How to pit peaches with tongs
The great fishing has been many things through time—poison in Parasitea symbol of sexual awakening in everything from Renaissance art to contemporary media, a dirty emoji, a vessel for a fictional boy and his friends to cross to distant lands, but it was never easy to oppose .
The riper a peach, the juicier its flesh, and therefore the more slippery the wrestling match with its almond-shaped hard core if aiming for a pie, a cobbler or any other delicacy that requires the fruit to be separate. Pitting is the dark side of the peach, a fruit otherwise synonymous with all things bright and cheerful.
Which might explain why, when home cook Lori Woosley Uden posted a 15-second TikTok video of a painless approach to the sore pit in mid-June, her trick racked up more than 100,000 likes in just a few weeks. , even prompting Padma Lakshmi to replicate it. (Cue another 46,000 likes.)
This content can also be viewed on the site from which it originated.
The technique works as follows: Take a pair of needle nose pliers and a ripe peach. Open the pliers to the approximate width of a pit and plunge the pointed ends into the shoulders of the peach, on either side of its stem. Tighten the pliers around the pit, reorienting it as needed to gain traction, and pull the peach pit as if pulling a tooth, while gently rotating the fruit for resistance.
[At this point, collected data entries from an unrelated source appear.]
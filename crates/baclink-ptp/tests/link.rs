//! PTP link-engine tests over in-memory serial pairs.
//!
//! One side is usually a real transport; the other is a scripted peer
//! speaking raw frames so handshake and flow-control behavior can be
//! asserted byte by byte. All tests run with a paused clock.

use baclink_datalink::{DataLink, DataLinkAddress, MemorySerial, SerialLink};
use baclink_ptp::codec::{PtpDecoder, PtpEvent, PtpFrame, PtpFrameType, PTP_GREETING};
use baclink_ptp::{DisconnectReason, PtpConfig, PtpRole, PtpTransport};
use std::time::Duration;
use tokio::time::timeout;

/// Scripted raw-frame peer on the far end of a serial pair.
struct Peer {
    line: MemorySerial,
    decoder: PtpDecoder,
}

impl Peer {
    fn new(line: MemorySerial) -> Self {
        Self {
            line,
            decoder: PtpDecoder::new(),
        }
    }

    async fn next_event(&mut self, limit: Duration) -> PtpEvent {
        let deadline = tokio::time::Instant::now() + limit;
        loop {
            match self.decoder.next_event() {
                Ok(Some(event)) => return event,
                Ok(None) => {}
                Err(err) => panic!("peer decode error: {err}"),
            }
            let remaining = deadline.saturating_duration_since(tokio::time::Instant::now());
            assert!(!remaining.is_zero(), "peer timed out waiting for an event");
            let mut buf = [0u8; 512];
            match self.line.read(&mut buf, remaining).await {
                Ok(n) if n > 0 => self.decoder.push_bytes(&buf[..n]),
                other => panic!("peer read failed: {other:?}"),
            }
        }
    }

    /// Next frame, skipping greetings.
    async fn next_frame(&mut self, limit: Duration) -> PtpFrame {
        loop {
            match self.next_event(limit).await {
                PtpEvent::Greeting => {}
                PtpEvent::Frame(frame) => return frame,
            }
        }
    }

    async fn expect_silence(&mut self, limit: Duration) {
        assert_eq!(self.decoder.next_event(), Ok(None), "peer had buffered data");
        let mut buf = [0u8; 512];
        match self.line.read(&mut buf, limit).await {
            Err(baclink_datalink::SerialError::TimedOut) => {}
            other => panic!("expected silence, got {other:?}"),
        }
    }

    async fn write(&mut self, frame: PtpFrame) {
        self.line.write(&frame.encode()).await;
    }

    /// Play the server side of the handshake against a client transport.
    async fn accept_client(&mut self) {
        assert_eq!(
            self.next_event(Duration::from_secs(5)).await,
            PtpEvent::Greeting
        );
        self.line.write(PTP_GREETING).await;
        let request = self.next_frame(Duration::from_secs(5)).await;
        assert_eq!(request.frame_type, PtpFrameType::ConnectRequest);
        self.write(PtpFrame::control(PtpFrameType::ConnectResponse))
            .await;
    }
}

/// The engine flips its connected flag from its own task; poll for it
/// instead of asserting right after the handshake bytes land.
async fn wait_connected(link: &PtpTransport) {
    for _ in 0..100 {
        if link.is_connected() {
            return;
        }
        tokio::time::sleep(Duration::from_millis(10)).await;
    }
    panic!("link never reported connected");
}

fn client() -> PtpConfig {
    PtpConfig {
        role: PtpRole::Client,
        password: None,
    }
}

fn server() -> PtpConfig {
    PtpConfig {
        role: PtpRole::Server,
        password: None,
    }
}

#[tokio::test(start_paused = true)]
async fn client_and_server_connect_and_exchange_data() {
    let (serial_c, serial_s) = MemorySerial::pair();
    let c = PtpTransport::start(serial_c, client());
    let s = PtpTransport::start(serial_s, server());

    c.send_and_wait(
        DataLinkAddress::ptp(),
        &[0x01, 0x02, 0x03],
        Duration::from_secs(30),
    )
    .await
    .unwrap();

    let mut buf = [0u8; 64];
    let (n, src) = timeout(Duration::from_secs(30), s.recv(&mut buf))
        .await
        .unwrap()
        .unwrap();
    assert_eq!(&buf[..n], &[0x01, 0x02, 0x03]);
    assert_eq!(src, DataLinkAddress::ptp());

    // And the other way.
    s.send_and_wait(DataLinkAddress::ptp(), &[0xAA], Duration::from_secs(30))
        .await
        .unwrap();
    let (n, _) = timeout(Duration::from_secs(30), c.recv(&mut buf))
        .await
        .unwrap()
        .unwrap();
    assert_eq!(&buf[..n], &[0xAA]);

    assert!(c.is_connected());
    assert!(s.is_connected());
}

#[tokio::test(start_paused = true)]
async fn wrong_client_password_gets_invalid_password_disconnect() {
    let (serial_s, line) = MemorySerial::pair();
    let _s = PtpTransport::start(
        serial_s,
        PtpConfig {
            role: PtpRole::Server,
            password: Some("secret".into()),
        },
    );
    let mut peer = Peer::new(line);

    peer.line.write(PTP_GREETING).await;
    assert_eq!(
        peer.next_event(Duration::from_secs(5)).await,
        PtpEvent::Greeting
    );
    peer.write(PtpFrame::with_data(
        PtpFrameType::ConnectRequest,
        b"wrong".to_vec(),
    ))
    .await;

    let frame = peer.next_frame(Duration::from_secs(5)).await;
    assert_eq!(frame.frame_type, PtpFrameType::DisconnectRequest);
    assert_eq!(frame.data, vec![DisconnectReason::InvalidPassword as u8]);
}

#[tokio::test(start_paused = true)]
async fn wrong_password_in_connect_response_is_never_a_silent_connect() {
    let (serial_c, line) = MemorySerial::pair();
    let c = PtpTransport::start(
        serial_c,
        PtpConfig {
            role: PtpRole::Client,
            password: Some("secret".into()),
        },
    );
    let mut peer = Peer::new(line);

    assert_eq!(
        peer.next_event(Duration::from_secs(5)).await,
        PtpEvent::Greeting
    );
    let request = peer.next_frame(Duration::from_secs(5)).await;
    assert_eq!(request.frame_type, PtpFrameType::ConnectRequest);
    assert_eq!(request.data, b"secret".to_vec());

    peer.write(PtpFrame::with_data(
        PtpFrameType::ConnectResponse,
        b"impostor".to_vec(),
    ))
    .await;

    let frame = peer.next_frame(Duration::from_secs(5)).await;
    assert_eq!(frame.frame_type, PtpFrameType::DisconnectRequest);
    assert_eq!(frame.data, vec![DisconnectReason::InvalidPassword as u8]);
    assert!(!c.is_connected());
}

#[tokio::test(start_paused = true)]
async fn data_frames_alternate_and_wait_for_the_ack_gate() {
    let (serial_c, line) = MemorySerial::pair();
    let c = PtpTransport::start(serial_c, client());
    let mut peer = Peer::new(line);
    peer.accept_client().await;

    c.send(DataLinkAddress::ptp(), &[0x11u8 /* stuffed on the wire */])
        .await
        .unwrap();
    c.send(DataLinkAddress::ptp(), &[0x22]).await.unwrap();

    let first = peer.next_frame(Duration::from_secs(5)).await;
    assert_eq!(first.frame_type, PtpFrameType::Data0);
    assert_eq!(first.data, vec![0x11]);

    // Unacked: the second frame must stay queued.
    peer.expect_silence(Duration::from_secs(2)).await;

    // An XOFF ack completes the first transfer but keeps the gate shut.
    peer.write(PtpFrame::control(PtpFrameType::Ack0Xoff)).await;
    peer.expect_silence(Duration::from_secs(2)).await;

    // XON heartbeat reopens the gate; the next frame flips the sequence.
    peer.write(PtpFrame::control(PtpFrameType::HeartbeatXon))
        .await;
    let second = peer.next_frame(Duration::from_secs(5)).await;
    assert_eq!(second.frame_type, PtpFrameType::Data1);
    assert_eq!(second.data, vec![0x22]);
}

#[tokio::test(start_paused = true)]
async fn duplicate_data_is_reacked_but_delivered_once() {
    let (serial_c, line) = MemorySerial::pair();
    let c = PtpTransport::start(serial_c, client());
    let mut peer = Peer::new(line);
    peer.accept_client().await;

    peer.write(PtpFrame::with_data(PtpFrameType::Data0, vec![0x42]))
        .await;
    let ack = peer.next_frame(Duration::from_secs(5)).await;
    assert_eq!(ack.frame_type, PtpFrameType::Ack0Xon);

    // Retransmission of the same sequence number.
    peer.write(PtpFrame::with_data(PtpFrameType::Data0, vec![0x42]))
        .await;
    let ack = peer.next_frame(Duration::from_secs(5)).await;
    assert_eq!(ack.frame_type, PtpFrameType::Ack0Xon);

    let mut buf = [0u8; 16];
    let (n, _) = timeout(Duration::from_secs(5), c.recv(&mut buf))
        .await
        .unwrap()
        .unwrap();
    assert_eq!(&buf[..n], &[0x42]);
    // Only one delivery may be pending.
    assert!(timeout(Duration::from_secs(2), c.recv(&mut buf))
        .await
        .is_err());
}

#[tokio::test(start_paused = true)]
async fn test_request_is_echoed_verbatim() {
    let (serial_c, line) = MemorySerial::pair();
    let _c = PtpTransport::start(serial_c, client());
    let mut peer = Peer::new(line);
    peer.accept_client().await;

    let payload = vec![0xDE, 0x10, 0x13, 0xAD];
    peer.write(PtpFrame::with_data(
        PtpFrameType::TestRequest,
        payload.clone(),
    ))
    .await;
    let echo = peer.next_frame(Duration::from_secs(5)).await;
    assert_eq!(echo.frame_type, PtpFrameType::TestResponse);
    assert_eq!(echo.data, payload);
}

#[tokio::test(start_paused = true)]
async fn idle_link_sends_heartbeat_xon() {
    let (serial_c, line) = MemorySerial::pair();
    let c = PtpTransport::start(serial_c, client());
    let mut peer = Peer::new(line);
    peer.accept_client().await;

    let frame = peer.next_frame(Duration::from_secs(20)).await;
    assert_eq!(frame.frame_type, PtpFrameType::HeartbeatXon);
    assert!(c.stats().heartbeats_sent >= 1);
}

#[tokio::test(start_paused = true)]
async fn peer_disconnect_triggers_reconnect_handshake() {
    let (serial_c, line) = MemorySerial::pair();
    let c = PtpTransport::start(serial_c, client());
    let mut peer = Peer::new(line);
    peer.accept_client().await;
    wait_connected(&c).await;

    peer.write(PtpFrame::with_data(
        PtpFrameType::DisconnectRequest,
        vec![DisconnectReason::NoMoreData as u8],
    ))
    .await;
    let reply = peer.next_frame(Duration::from_secs(5)).await;
    assert_eq!(reply.frame_type, PtpFrameType::DisconnectResponse);

    // After the fixed backoff the client greets again on its own.
    peer.accept_client().await;
    wait_connected(&c).await;
}

#[tokio::test(start_paused = true)]
async fn unacked_frame_is_retransmitted_after_reconnect() {
    let (serial_c, line) = MemorySerial::pair();
    let c = PtpTransport::start(serial_c, client());
    let mut peer = Peer::new(line);
    peer.accept_client().await;

    c.send(DataLinkAddress::ptp(), &[0x7E, 0x7F]).await.unwrap();
    let first = peer.next_frame(Duration::from_secs(5)).await;
    assert_eq!(first.frame_type, PtpFrameType::Data0);
    assert_eq!(first.data, vec![0x7E, 0x7F]);

    // Drop the connection instead of acking.
    peer.write(PtpFrame::with_data(
        PtpFrameType::DisconnectRequest,
        vec![DisconnectReason::Other as u8],
    ))
    .await;
    let reply = peer.next_frame(Duration::from_secs(5)).await;
    assert_eq!(reply.frame_type, PtpFrameType::DisconnectResponse);

    // The same payload must come back on the fresh connection.
    peer.accept_client().await;
    let retry = peer.next_frame(Duration::from_secs(10)).await;
    assert_eq!(retry.frame_type, PtpFrameType::Data0);
    assert_eq!(retry.data, vec![0x7E, 0x7F]);
    peer.write(PtpFrame::control(PtpFrameType::Ack0Xon)).await;

    // And the gate is open again for new traffic.
    c.send(DataLinkAddress::ptp(), &[0x01]).await.unwrap();
    let next = peer.next_frame(Duration::from_secs(5)).await;
    assert_eq!(next.frame_type, PtpFrameType::Data1);
    assert_eq!(next.data, vec![0x01]);
}

#[tokio::test(start_paused = true)]
async fn lost_ack_is_covered_by_retransmission() {
    let (serial_c, line) = MemorySerial::pair();
    let c = PtpTransport::start(serial_c, client());
    let mut peer = Peer::new(line);
    peer.accept_client().await;

    c.send(DataLinkAddress::ptp(), &[0x55]).await.unwrap();
    let first = peer.next_frame(Duration::from_secs(5)).await;
    assert_eq!(first.frame_type, PtpFrameType::Data0);

    // Say nothing: the ack timeout must put the same frame back on
    // the wire with the same sequence number.
    let retry = peer.next_frame(Duration::from_secs(10)).await;
    assert_eq!(retry.frame_type, PtpFrameType::Data0);
    assert_eq!(retry.data, vec![0x55]);

    peer.write(PtpFrame::control(PtpFrameType::Ack0Xon)).await;
    c.send(DataLinkAddress::ptp(), &[0x56]).await.unwrap();
    let next = peer.next_frame(Duration::from_secs(5)).await;
    assert_eq!(next.frame_type, PtpFrameType::Data1);
    assert_eq!(next.data, vec![0x56]);
}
“I hate pitted peaches so I kind of made it up last month,” Woosley Uden wrote to me. Of course, it’s possible others have been using tongs like this long before her video – a comment from @hypno_granny says “I bought some tongs specifically for the kitchen because I use them so often” and racked up nearly 1,000 likes.
The needle nose pliers technique is most useful when dealing with clingstone peaches, but also works with loose pit peaches if you really can’t be bothered to cut them in half. . (The difference between the two types, as defined by The Encyclopedia of Fruits and Nuts by Jules Janic and Robert E. Paull: “The flesh adheres more or less tightly to the hard core or to the stone, hence the terms freestone or adherent stone. between mid-May and early June. The often Instagram donut peach, for example, is a sticky stone. Loose pit peaches, with their pits barely set, come into season in mid-June and tend to stick around until mid-August.
The tong technique also works wonderfully with ripe nectarines, which are actually a type of peach with a genetic difference that means smooth rather than fuzzy skin. (They may also have freestone or clingstone pits.) Woosley Uden says she also uses her tongs to pit cherries. The only scenario I tested that didn’t easily remove the pit was an unripe peach, which was more like a fruit kill, with a firm yellow peach stabbed and stabbed to no avail.
For those who don’t have needle-nose pliers, the old backup methods – like the wedge and twist method, in which you cut a peach in half or quarters and then twist the flesh from the pit – won’t are going nowhere. But it might be worth shelling out the $11 a pair of needle-nose pliers will run you, for the chance to see the big peach in its most impressive role yet.